Over the years, numerous false alarms have plagued the program, exasperating local and state officials where the detection system is deployed. From 2003 through 2014, BioWatch generated 149 mistaken detections — all of which have been termed false positives by scientists at the US Centers for Disease Control and Prevention and other experts GAO consulted.

False positives are more than just a mere annoyance. They can lead to the shutdown of major transportation and economic facilities, such as airports and shopping centers, as well as the unnecessary medication of an uninfected public.

“I am supportive of efforts in early detection and mitigation of a biological attack against our homeland,” said Senate Committee on Homeland Security and Governmental Affairs Chairman Ron Johnson (R-Wis.). “However, GAO raises serious questions about the uncertainty in the capabilities of the current BioWatch system. We may be missing opportunities to properly support our biodefense infrastructure.”

The current BioWatch system in use is referred to as Gen-2, which expanded deployment of the system to additional jurisdictions and included the addition of indoor monitoring capabilities in three high-threat jurisdictions. While DHS has taken steps to mitigate the limitations associated with not testing the Gen-2 system in an operational environment with live biothreat agents, GAO determined DHS did not systematically test the Gen-2 system under the most realistic possible conditions.

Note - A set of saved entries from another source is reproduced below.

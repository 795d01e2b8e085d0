use desktop_app_contract::AppDescriptor;

use super::*;
use crate::apps::AppCatalog;

const START_MENU_OWNER: &str = "Saiganesh Angadi";
const RECOMMENDED_APP_ID: &str = "resume";

/// Catalog entry surfaced under "Recommended".
fn recommended_app(catalog: &AppCatalog) -> Option<AppDescriptor> {
    let app_id = ApplicationId::new(RECOMMENDED_APP_ID).ok()?;
    catalog.descriptor(&app_id).cloned()
}

#[component]
pub(super) fn StartMenu() -> impl IntoView {
    let runtime = use_desktop_runtime();
    let snapshot = use_shell_snapshot();
    let recommended = runtime.catalog.with_value(recommended_app);

    view! {
        <Show when=move || snapshot.get().start_menu_open fallback=|| ()>
            <div
                class="start-menu-backdrop"
                aria-hidden="true"
                on:click=move |_| runtime.dispatch_action(DesktopAction::CloseStartMenu)
            ></div>
            <div
                id="desktop-launcher-menu"
                class="start-menu"
                role="menu"
                aria-label="Start"
                on:mousedown=move |ev| ev.stop_propagation()
            >
                <div class="start-menu-search">
                    <span aria-hidden="true">"🔍"</span>
                    <input
                        type="text"
                        aria-label="Search"
                        placeholder="Search for apps, settings, and documents"
                    />
                </div>
                <h3 class="start-menu-heading">"Pinned"</h3>
                <div class="start-menu-grid">
                    <For
                        each=move || runtime.catalog.with_value(|catalog| catalog.apps().to_vec())
                        key=|app| app.app_id.clone()
                        let:app
                    >
                        {{
                            let app_id = app.app_id.clone();
                            view! {
                                <button
                                    type="button"
                                    role="menuitem"
                                    class="start-menu-tile"
                                    on:click=move |ev| {
                                        stop_mouse_event(&ev);
                                        runtime.dispatch_action(DesktopAction::OpenApp {
                                            app_id: app_id.clone(),
                                        });
                                        runtime.dispatch_action(DesktopAction::CloseStartMenu);
                                    }
                                >
                                    <span class="start-menu-tile-icon" aria-hidden="true">
                                        {app.icon.clone()}
                                    </span>
                                    <span class="start-menu-tile-label">{app.display_name.clone()}</span>
                                </button>
                            }
                        }}
                    </For>
                </div>
                {recommended
                    .clone()
                    .map(|app| {
                        let app_id = app.app_id.clone();
                        view! {
                            <section class="start-menu-recommended">
                                <h3 class="start-menu-heading">"Recommended"</h3>
                                <button
                                    type="button"
                                    role="menuitem"
                                    class="start-menu-recommended-item"
                                    on:click=move |ev| {
                                        stop_mouse_event(&ev);
                                        runtime.dispatch_action(DesktopAction::OpenApp {
                                            app_id: app_id.clone(),
                                        });
                                        runtime.dispatch_action(DesktopAction::CloseStartMenu);
                                    }
                                >
                                    <span aria-hidden="true">{app.icon.clone()}</span>
                                    <span>"Resume.pdf"</span>
                                </button>
                            </section>
                        }
                    })}
                <footer class="start-menu-footer">
                    <div class="start-menu-user">
                        <span class="start-menu-avatar" aria-hidden="true">"👤"</span>
                        <span>{START_MENU_OWNER}</span>
                    </div>
                    <button type="button" class="start-menu-settings" aria-label="Settings">
                        "⚙"
                    </button>
                </footer>
            </div>
        </Show>
    }
}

“Because it is not possible to test the BioWatch system directly by releasing live biothreat agents into the air in operational environments, DHS relied on chamber testing and the use of simulated biothreat agents, which limit the applicability of the results,” GAO’s audit report report stated. “These limitations underscore the need for a full accounting of statistical and other uncertainties, without which decision makers lack a full understanding of the Gen-2 system’s capability to detect attacks of defined types and sizes and cannot make informed decisions about the value of proposed upgrades.”

As soon a DHS deployed the BioWatch program in 2003, they began working on an autonomous detection capability known as Gen-3 in order to reduce operational costs, as well as the time required to detect biothreat agents. DHS envisioned that the system would automatically collect air samples, conduct analysis to detect the presence of biothreat agents every 4 to 6 hours, and communicate results to public health officials via an electronic network without manual intervention.

However, after a GAO audit recommended DHS examine the acquisition process, DHS subsequently commissioned an analysis of alternatives, which was interpreted by DHS as showing that any advantages of an autonomous system over the current manual system were insufficient to justify the cost of a full technology switch.

DHS cancelled the Gen-3 acquisition in April 2014, and made Gen-2 the official program of record for aerosol biological threat detection. In the next year, some Gen-2 equipment will reach the end of its lifecycle; consequently, DHS will need to make decisions about reinvesting in the program.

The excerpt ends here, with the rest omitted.